What is Cryotherapy?
Cryotherapy is an extreme-cold treatment that may speed recovery, reduce injuries, increase energy and improve sleep. First developed in Japan, the therapy arrived in Europe in the 80s. In Poland, it is used to treat many conditions including rheumatoid arthritis, multiple sclerosis, psoriasis, sleep disorders and depression.
The use of cold in medicine has a long history, from freezing warts and killing cancer cells, to slowing metabolic processes during trauma surgery. WBC takes place in sauna-style, walk-in chambers, with sessions normally lasting just two or three minutes. Those using liquid nitrogen to cool the air inside them can get down as low as -160C.
What types of cryotherapy are there?
Although we are mainly discussing Whole Body Cryotherapy (WBC) there are several types of cryotherapy that can be used;
· Ice packs
· Ice sprays
· Ice baths
· Partial body cryotherapy (PBC)
Each type can be used in different circumstances and carry its own benefits, for instance an ice pack to a painful area can be done at home without any special equipment.
How is Cryotherapy used for injury and recovery?

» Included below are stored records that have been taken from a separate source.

/// This is a structure holding various configuration options for a k-means calculation, such as
/// the random number generator to use, or a couple of callbacks, that can be set to get status information from
/// a running k-means calculation.
///
/// For a more detailed information about all possible options, have a look at [`KMeansConfigBuilder`].
pub struct KMeansConfig<'a, S: Sample> {
    /// Callback that is called, when the initialization phase finished
    /// ## Arguments
    /// - **state**: Current [`KMeansState`] after the initialization
    pub(crate) init_done: InitDoneCallbackFn<'a, S>,
    /// Callback that is called after each iteration
    /// ## Arguments
    /// - **state**: Current [`KMeansState`] after the iteration's assignment step
    /// - **iteration_id**: Number of the current iteration
    /// - **distsum**: New distance sum (**state** contains the distsum from the previous iteration)
    pub(crate) iteration_done: IterationDoneCallbackFn<'a, S>,
    /// Random number generator to use
    pub(crate) rnd: Box<RefCell<dyn RngCore>>,
    /// The abort-strategy to use for the running calculation
    pub(crate) abort_strategy: AbortStrategy
}
impl<'a, S: Sample> Default for KMeansConfig<'a, S> {
    fn default() -> Self {
        Self {
            init_done: &|_| {},
            iteration_done: &|_,_,_| {},
            rnd: Box::new(RefCell::new(StdRng::from_entropy())),
            abort_strategy: AbortStrategy::default()
        }
    }
}
impl<'a, S: Sample> KMeansConfig<'a, S> {
    /// Use the [`KMeansConfigBuilder`] to build a [`KMeansConfig`] instance.
    pub fn build() -> KMeansConfigBuilder<'a, S> {
        KMeansConfigBuilder { config: KMeansConfig::default() }
    }
}
impl<'a, S: Sample> std::fmt::Debug for KMeansConfig<'a, S> {
    fn fmt(&self, f: &mut std::fmt::Formatter<'_>) -> std::fmt::Result {
        f.debug_struct("KMeansConfig").field("abort_strategy", &self.abort_strategy).finish()
    }
}

pub struct KMeansConfigBuilder<'a, S: Sample> {
    config: KMeansConfig<'a, S>
}
impl<'a, S: Sample> KMeansConfigBuilder<'a, S> {
    /// Set the callback that should be called after the centroid initialization, before the iteration starts.
    pub fn init_done(mut self, init_done: InitDoneCallbackFn<'a, S>) -> Self {
        self.config.init_done = init_done; self
    }
    /// Set the callback that should be called after each iteration during a running k-means calculation.
    pub fn iteration_done(mut self, iteration_done: IterationDoneCallbackFn<'a, S>) -> Self {
        self.config.iteration_done = iteration_done; self
    }
    /// Set the random number generator that should be used in the k-means calculation.
    /// Use a seeded generator for deterministically repeatable results.
    /// ## Default
    /// A [`StdRng`] seeded from system entropy
    pub fn random_generator<R: RngCore + 'static>(mut self, rnd: R) -> Self {
        self.config.rnd = Box::new(RefCell::new(rnd)); self
    }
    /// Set the abort-strategy to use during a running k-means calculation. For more information,
    /// see documentation of [`AbortStrategy`].
    /// ## Default
    /// [`AbortStrategy::CentroidsStable`]
    pub fn abort_strategy(mut self, abort_strategy: AbortStrategy) -> Self {
        self.config.abort_strategy = abort_strategy; self
    }
    /// Return the internally built configuration structure.
    pub fn build(self) -> KMeansConfig<'a, S> { self.config }
}


/// This is the internally used data-structure, storing the current state during calculation, as
/// well as the final result, as returned by the API.
/// All mutations are done in this structure, making [`KMeans`] immutable, and therefore allowing
/// it to be used in parallel, without having to duplicate the input-data.
///
/// Clusters are identified by their slot index `0..k`.
///
/// ## Fields
/// - **k**: The amount of clusters that were requested when calculating this k-means result
/// - **distsum**: The total sum of (squared) distances from all samples to their respective centroids
/// - **centroids**: Centroid of each slot. After a finished calculation, these are the centroids the final
///   assignment was calculated against
/// - **centroid_frequency**: Amount of samples in each slot
/// - **assignments**: Vector mapping each sample to its respective nearest slot
/// - **centroid_distances**: Vector containing each sample's (squared) distance to its centroid
/// - **iterations**: Amount of finished iterations
/// - **converged**: Whether the last iteration left all centroids unchanged
#[derive(Clone, Debug)]
pub struct KMeansState<S: Sample> {
    pub k: usize,
    pub distsum: u64,
    pub centroids: Vec<S>,
    pub centroid_frequency: Vec<usize>,
    pub assignments: Vec<usize>,
    pub centroid_distances: Vec<u64>,
    pub iterations: usize,
    pub converged: bool,
}
impl<S: Sample> KMeansState<S> {
    pub(crate) fn new(sample_cnt: usize, k: usize) -> Self {
        Self {
            k,
            distsum: 0,
            centroids: Vec::with_capacity(k),
            centroid_frequency: vec![0usize;k],
            assignments: vec![0usize;sample_cnt],
            centroid_distances: vec![u64::MAX;sample_cnt],
            iterations: 0,
            converged: false,
        }
    }

    /// Weighted palette of the final partition: one entry per populated cluster, with its
    /// share of all samples as weight. Clusters with equal centroids are merged into one entry.
    pub fn palette(&self) -> Palette<S> {
        Palette::from_clusters(&self.centroids, &self.centroid_frequency, self.assignments.len())
    }
}
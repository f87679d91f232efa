mod lloyd;

pub(crate) use lloyd::Lloyd;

While research is limited into the actual effects of cryotherapy, it is thought to cause vasoconstriction to blood vessels, which in turn reduces blood flow to the extremities, which reduces inflammation around soft-tissue injuries, stopping them progressing. The release of adrenalin relieves pain and generates the feelings of relaxation and rejuvenation. Cryotherapy activates the body’s “fight or flight” mechanisms, driving extra energy to muscles and narrowing blood vessels so that fewer inflammation-causing white blood cells reach injuries.
When to use WBC and should I include it into my injury or training recovery?
Cryotherapy is generally most effective post-surgery or in very acute onset or chronic pain patients to help reduce pain and inflammation. Although it’s unclear if cryotherapy has any effect on muscle soreness or if affective at speeding up recovery time, it is still a widely used post training and competition in many competitions by athletes and sports clubs.
Although research is not in its favour, many people are adamant WBC works at relieving their aches and pains and speeding up their recovery. Therefore if choosing any form of Cryotherapy, its best to try and see how your body responds.